A speech therapist who has worked in several special schools for 14 years said staff were struggling to cope on budgets that had not kept up with increasingly complex needs.
"One of our teacher aides was bowled over on the playground and her head was half-scalped," she said. "We call the police regularly."
Details provided under the Official Information Act show that the country's 37 special schools, which have only 0.5 per cent of all students, accounted for 22 per cent of the physical restraints reported in the 15 months up to November.
Almost all other cases were in primary schools, with only 4 per cent in secondary schools where many students were too strong to be restrained.
About three-quarters involved children aged 5 to 10, spread evenly across each year of that age group. But two involved 4-year-olds who must have started school before they turned 5.
Boys were 5.5 times more likely to be restrained than girls, and Māori were 1.4 times as likely to be restrained as European students. Pacific and Asian students were restrained at below-average rates.
Staff or students were injured in a third of the restraint incidents, but the Ministry of Education said: "Typically the reported injuries are physical and appear to be fairly minor (e.g. bruises and scratches)."
Two-thirds of the incidents involved students who already had individual behaviour plans, and just over two-thirds of the staff who restrained the children had been trained in how to restrain them safely.
Nel said her school, Parkside Special School in Pukekohe, provided training to about 45 schools in the Franklin district.
Her husband, psychologist Lenard Nel, said schools actually needed training in how to prevent students becoming violent in the first place by identifying the things that triggered their violence and wrapping support around them to remove the triggers.
"The mainstream schools [in Franklin] are always phoning us and asking, We have this kid, what do we do for them?" he said.
"We have noticed in the last two years that the teachers and paraprofessionals are so much more confident in being able to deal with some of those problems that the levels appear to be coming down."
Principals' Federation president Whetu Cormick wants the law changed to let teachers restrain children when they threaten to smash windows or cause other property damage, not just when there is "serious and imminent risk" to a person which the current law requires.
"We have many stories where classrooms are being trashed and teachers and principals can do nothing about it," he said.
But documents released to the Weekend Herald show that the Education Ministry opposes any law change and proposes only minor changes to make the rules clearer and easier to use.

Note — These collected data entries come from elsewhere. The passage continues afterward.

/**
 * Walk through both failure kinds on the simulated runtime.
 *
 * The last step lets a failure reach `main`, which prints the message to
 * stderr and exits non-zero.
 */

use std::process;

use cuproj_error::{
    check_cuda_with, cuproj_expects, try_call, CheckConfig, CheckMode, CudaRuntime, CudaStatus,
    CudaStream, CuprojError, SimulatedRuntime,
};

fn transform(
    rt: &SimulatedRuntime,
    points: &[f64],
    alloc: CudaStatus,
) -> Result<usize, CuprojError> {
    cuproj_expects!(!points.is_empty(), "input must contain at least one point");
    try_call(rt, rt.call(alloc))?;
    Ok(points.len())
}

fn run() -> Result<(), CuprojError> {
    let rt = SimulatedRuntime::new();
    let config = CheckConfig::from_env();
    println!("=== cuProj error paths (check mode: {:?}) ===\n", config.mode);

    println!("1. Valid input, successful allocation");
    println!("  Result: {:?}\n", transform(&rt, &[1.0, 2.0], CudaStatus::SUCCESS));

    println!("2. Empty input");
    if let Err(err) = transform(&rt, &[], CudaStatus::SUCCESS) {
        println!("  {:?}: {}\n", err.kind(), err);
    }

    println!("3. Allocation failure");
    if let Err(err) = transform(&rt, &[1.0], CudaStatus::MEMORY_ALLOCATION) {
        println!("  {:?}: {}", err.kind(), err);
        println!("  pending after failure: {}\n", rt.peek_at_last_error());
    }

    println!("4. Asynchronous failure, peek-only check");
    rt.set_pending(CudaStatus::LAUNCH_FAILURE);
    if let Err(err) = check_cuda_with(&rt, CudaStream::DEFAULT, CheckMode::PeekOnly) {
        println!("  {}\n", err);
    }

    println!("5. Uncaught failure");
    rt.set_pending(CudaStatus::ILLEGAL_ADDRESS);
    config.check(&rt, CudaStream::DEFAULT)?;

    Ok(())
}

fn main() {
    if let Err(err) = run() {
        eprintln!("{err}");
        process::exit(1);
    }
}
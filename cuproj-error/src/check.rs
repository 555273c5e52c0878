//! CUDA status checking.

use std::env;
use std::panic::Location;

use crate::error::CudaError;
use crate::runtime::{CudaRuntime, CudaStream};
use crate::status::CudaStatus;

/// Turn the status of a runtime call into a `Result`.
///
/// On failure the runtime's last-error slot is cleared first, so the same
/// error is not reported again by a later, unrelated check. The returned
/// error carries the caller's file and line.
///
/// ```
/// use cuproj_error::{try_call, CudaStatus, SimulatedRuntime};
///
/// let rt = SimulatedRuntime::new();
/// let err = try_call(&rt, rt.call(CudaStatus::MEMORY_ALLOCATION)).unwrap_err();
/// assert_eq!(err.code(), 2);
/// assert!(err.message().contains("out of memory"));
/// ```
#[track_caller]
pub fn try_call<R>(runtime: &R, status: CudaStatus) -> Result<(), CudaError>
where
    R: CudaRuntime + ?Sized,
{
    if status.is_success() {
        return Ok(());
    }

    let stale = runtime.get_last_error();
    if !stale.is_success() && stale != status {
        log::debug!("Discarded pending CUDA error {} while handling {}", stale, status);
    }

    let err = CudaError::new(
        Location::caller(),
        status,
        runtime.error_name(status),
        runtime.error_string(status),
    );
    log::error!("{}", err);
    Err(err)
}

/// How [`check_cuda_with`] looks for failures from asynchronous work.
#[derive(Debug, Clone, Copy, PartialEq, Eq, Hash)]
pub enum CheckMode {
    /// Block on the stream, then check. Failures are attributed to the
    /// operation that caused them, at the cost of serializing the stream.
    Synchronize,
    /// Only peek at the pending error. Never blocks, but a failure from
    /// asynchronous work may surface at a later, unrelated check.
    PeekOnly,
}

impl Default for CheckMode {
    /// `Synchronize` in debug builds, `PeekOnly` in release builds.
    fn default() -> Self {
        if cfg!(debug_assertions) {
            CheckMode::Synchronize
        } else {
            CheckMode::PeekOnly
        }
    }
}

/// Check for failures from asynchronous work on `stream` using the build's
/// default [`CheckMode`].
///
/// Call after kernel launches and async copies.
#[track_caller]
pub fn check_cuda<R>(runtime: &R, stream: CudaStream) -> Result<(), CudaError>
where
    R: CudaRuntime + ?Sized,
{
    check_cuda_with(runtime, stream, CheckMode::default())
}

#[track_caller]
pub fn check_cuda_with<R>(
    runtime: &R,
    stream: CudaStream,
    mode: CheckMode,
) -> Result<(), CudaError>
where
    R: CudaRuntime + ?Sized,
{
    if mode == CheckMode::Synchronize {
        log::debug!("Synchronizing stream {:?} before error check", stream.as_raw());
        try_call(runtime, runtime.stream_synchronize(stream))?;
    }
    try_call(runtime, runtime.peek_at_last_error())
}

/// Runtime-selectable check behaviour.
#[derive(Debug, Clone, Copy, PartialEq, Eq, Default)]
pub struct CheckConfig {
    pub mode: CheckMode,
}

impl CheckConfig {
    /// Overrides the build default when set: `1`/`true`/`on` synchronize,
    /// `0`/`false`/`off` only peek.
    pub const ENV_VAR: &'static str = "CUPROJ_SYNC_CHECK";

    /// Build default, overridden by [`Self::ENV_VAR`].
    pub fn from_env() -> Self {
        Self::from_env_value(env::var(Self::ENV_VAR).ok().as_deref())
    }

    fn from_env_value(value: Option<&str>) -> Self {
        let mode = match value.map(|v| v.trim().to_ascii_lowercase()).as_deref() {
            Some("1" | "true" | "on") => CheckMode::Synchronize,
            Some("0" | "false" | "off") => CheckMode::PeekOnly,
            Some(other) => {
                log::warn!("Ignoring unrecognized {}={:?}", Self::ENV_VAR, other);
                CheckMode::default()
            }
            None => CheckMode::default(),
        };
        Self { mode }
    }

    #[track_caller]
    pub fn check<R>(&self, runtime: &R, stream: CudaStream) -> Result<(), CudaError>
    where
        R: CudaRuntime + ?Sized,
    {
        check_cuda_with(runtime, stream, self.mode)
    }
}
//! CUDA runtime status codes.

use std::fmt;

/// Name and description the runtime reports for codes it does not know.
pub const UNRECOGNIZED: &str = "unrecognized error code";

/// A `cudaError_t` value as returned by a CUDA runtime call.
#[repr(transparent)]
#[derive(Debug, Clone, Copy, PartialEq, Eq, Hash)]
pub struct CudaStatus(i32);

impl CudaStatus {
    pub const SUCCESS: Self = Self(0);
    pub const INVALID_VALUE: Self = Self(1);
    pub const MEMORY_ALLOCATION: Self = Self(2);
    pub const INITIALIZATION_ERROR: Self = Self(3);
    pub const CUDART_UNLOADING: Self = Self(4);
    pub const INVALID_CONFIGURATION: Self = Self(9);
    pub const INSUFFICIENT_DRIVER: Self = Self(35);
    pub const NO_DEVICE: Self = Self(100);
    pub const INVALID_RESOURCE_HANDLE: Self = Self(400);
    pub const NOT_READY: Self = Self(600);
    pub const ILLEGAL_ADDRESS: Self = Self(700);
    pub const LAUNCH_OUT_OF_RESOURCES: Self = Self(701);
    pub const ASSERT: Self = Self(710);
    pub const LAUNCH_FAILURE: Self = Self(719);
    pub const UNKNOWN: Self = Self(999);

    pub const fn new(code: i32) -> Self {
        Self(code)
    }

    pub const fn code(self) -> i32 {
        self.0
    }

    pub const fn is_success(self) -> bool {
        self.0 == Self::SUCCESS.0
    }

    /// Symbolic name (`cudaErrorMemoryAllocation`, ...) for well-known codes.
    pub fn known_name(self) -> &'static str {
        lookup(self).map_or(UNRECOGNIZED, |&(_, name, _)| name)
    }

    /// Human-readable description (`out of memory`, ...) for well-known codes.
    pub fn known_description(self) -> &'static str {
        lookup(self).map_or(UNRECOGNIZED, |&(_, _, description)| description)
    }
}

impl From<i32> for CudaStatus {
    fn from(code: i32) -> Self {
        Self(code)
    }
}

impl fmt::Display for CudaStatus {
    fn fmt(&self, f: &mut fmt::Formatter<'_>) -> fmt::Result {
        write!(f, "{}", self.0)
    }
}

// Strings match cudaGetErrorName / cudaGetErrorString.
const KNOWN: &[(CudaStatus, &str, &str)] = &[
    (CudaStatus::SUCCESS, "cudaSuccess", "no error"),
    (CudaStatus::INVALID_VALUE, "cudaErrorInvalidValue", "invalid argument"),
    (CudaStatus::MEMORY_ALLOCATION, "cudaErrorMemoryAllocation", "out of memory"),
    (CudaStatus::INITIALIZATION_ERROR, "cudaErrorInitializationError", "initialization error"),
    (CudaStatus::CUDART_UNLOADING, "cudaErrorCudartUnloading", "driver shutting down"),
    (
        CudaStatus::INVALID_CONFIGURATION,
        "cudaErrorInvalidConfiguration",
        "invalid configuration argument",
    ),
    (
        CudaStatus::INSUFFICIENT_DRIVER,
        "cudaErrorInsufficientDriver",
        "CUDA driver version is insufficient for CUDA runtime version",
    ),
    (CudaStatus::NO_DEVICE, "cudaErrorNoDevice", "no CUDA-capable device is detected"),
    (
        CudaStatus::INVALID_RESOURCE_HANDLE,
        "cudaErrorInvalidResourceHandle",
        "invalid resource handle",
    ),
    (CudaStatus::NOT_READY, "cudaErrorNotReady", "device not ready"),
    (
        CudaStatus::ILLEGAL_ADDRESS,
        "cudaErrorIllegalAddress",
        "an illegal memory access was encountered",
    ),
    (
        CudaStatus::LAUNCH_OUT_OF_RESOURCES,
        "cudaErrorLaunchOutOfResources",
        "too many resources requested for launch",
    ),
    (CudaStatus::ASSERT, "cudaErrorAssert", "device-side assert triggered"),
    (CudaStatus::LAUNCH_FAILURE, "cudaErrorLaunchFailure", "unspecified launch failure"),
    (CudaStatus::UNKNOWN, "cudaErrorUnknown", "unknown error"),
];

fn lookup(status: CudaStatus) -> Option<&'static (CudaStatus, &'static str, &'static str)> {
    KNOWN.iter().find(|(known, _, _)| *known == status)
}

#[cfg(test)]
mod tests {
    use super::*;

    #[test]
    fn test_success() {
        assert!(CudaStatus::SUCCESS.is_success());
        assert!(!CudaStatus::MEMORY_ALLOCATION.is_success());
        assert_eq!(CudaStatus::from(0), CudaStatus::SUCCESS);
    }

    #[test]
    fn test_out_of_memory_strings() {
        let status = CudaStatus::new(2);
        assert_eq!(status.known_name(), "cudaErrorMemoryAllocation");
        assert_eq!(status.known_description(), "out of memory");
        assert_eq!(status.to_string(), "2");
    }

    #[test]
    fn test_unknown_code_is_unrecognized() {
        let status = CudaStatus::new(12345);
        assert_eq!(status.known_name(), UNRECOGNIZED);
        assert_eq!(status.known_description(), UNRECOGNIZED);
    }

    #[test]
    fn test_table_has_no_duplicate_codes() {
        for (i, (a, _, _)) in KNOWN.iter().enumerate() {
            assert!(KNOWN[i + 1..].iter().all(|(b, _, _)| a != b), "duplicate code {a}");
        }
    }
}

Associate Education Minister Tracey Martin said she had asked the ministry to look into how the rules were being applied "because schools are highlighting they are unworkable in some circumstances and parents are saying schools are now suspending their children rather than using minimal restraint and working through other options".
"We haven't got the right balance yet – neither group is happy," she said.
"A major problem is that the rules around restraint have been poorly communicated. What parents wanted to know was when their child was being restrained and minimising its use."